■ **Data for processing**

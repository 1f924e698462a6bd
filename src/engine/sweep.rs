//parallel parameter sweeps over crossover windows
//each run owns its ledger and execution state, the only shared input is the
//read-only bar series

use crate::config::{BacktestConfig, ConfigError};
use crate::data::BarSeries;
use crate::engine::backtest::{Backtest, RunStatus};
use crate::metrics::SummaryMetrics;
use rayon::prelude::*;
use serde::{Deserialize, Serialize};
use std::cmp::Ordering;
use tracing::info;

//fast/slow window combinations to test
#[derive(Debug, Clone, PartialEq, Serialize, Deserialize)]
pub struct ParamGrid {
    pub fast_windows: Vec<usize>,
    pub slow_windows: Vec<usize>,
}

impl ParamGrid {
    pub fn new(fast_windows: Vec<usize>, slow_windows: Vec<usize>) -> Self {
        ParamGrid {
            fast_windows,
            slow_windows,
        }
    }

    //window pairs in (fast, slow) order, skipping pairs where fast >= slow
    pub fn pairs(&self) -> Vec<(usize, usize)> {
        let mut pairs = Vec::new();
        for &fast in &self.fast_windows {
            for &slow in &self.slow_windows {
                if fast > 0 && fast < slow {
                    pairs.push((fast, slow));
                }
            }
        }
        pairs.sort_unstable();
        pairs.dedup();
        pairs
    }

    pub fn size(&self) -> usize {
        self.pairs().len()
    }
}

//outcome of one run in a sweep
#[derive(Debug, Clone, PartialEq, Serialize)]
pub struct SweepOutcome {
    pub fast_window: usize,
    pub slow_window: usize,
    pub status: RunStatus,
    pub num_fills: usize,
    pub num_rejected: usize,
    pub summary: SummaryMetrics,
}

//runs a grid of backtests that differ only in their windows
pub struct ParamSweep {
    base: BacktestConfig,
    parallel: bool,
}

impl ParamSweep {
    pub fn new(base: BacktestConfig) -> Self {
        ParamSweep {
            base,
            parallel: true,
        }
    }

    //enables or disables parallel execution
    pub fn with_parallelism(mut self, parallel: bool) -> Self {
        self.parallel = parallel;
        self
    }

    fn run_one(&self, bars: &BarSeries, fast: usize, slow: usize) -> Result<SweepOutcome, ConfigError> {
        let config = self.base.with_windows(fast, slow);
        let result = Backtest::new(config, bars)?.run();

        Ok(SweepOutcome {
            fast_window: fast,
            slow_window: slow,
            num_fills: result.fills.len(),
            num_rejected: result.rejected_orders().count(),
            status: result.status,
            summary: result.summary,
        })
    }

    //executes every pair in the grid
    //outcomes come back in (fast, slow) order whether or not the runs were
    //parallel, a configuration error in any pair fails the whole sweep
    pub fn sweep(&self, grid: &ParamGrid, bars: &BarSeries) -> Result<Vec<SweepOutcome>, ConfigError> {
        let pairs = grid.pairs();
        info!(runs = pairs.len(), parallel = self.parallel, "starting parameter sweep");

        if self.parallel {
            pairs
                .par_iter()
                .map(|&(fast, slow)| self.run_one(bars, fast, slow))
                .collect()
        } else {
            pairs
                .iter()
                .map(|&(fast, slow)| self.run_one(bars, fast, slow))
                .collect()
        }
    }
}

//sorts outcomes best first by the sharpe-like ratio, ties broken by window pair
pub fn rank_by_sharpe(outcomes: &mut [SweepOutcome]) {
    outcomes.sort_by(|a, b| {
        b.summary
            .sharpe_like_ratio
            .partial_cmp(&a.summary.sharpe_like_ratio)
            .unwrap_or(Ordering::Equal)
            .then_with(|| (a.fast_window, a.slow_window).cmp(&(b.fast_window, b.slow_window)))
    });
}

■ **Exercise goal**
Lines in the data that hold "ParamSweep" must be located and copied.

■ **Expected answer**
pub struct ParamSweep {
impl ParamSweep {
        ParamSweep {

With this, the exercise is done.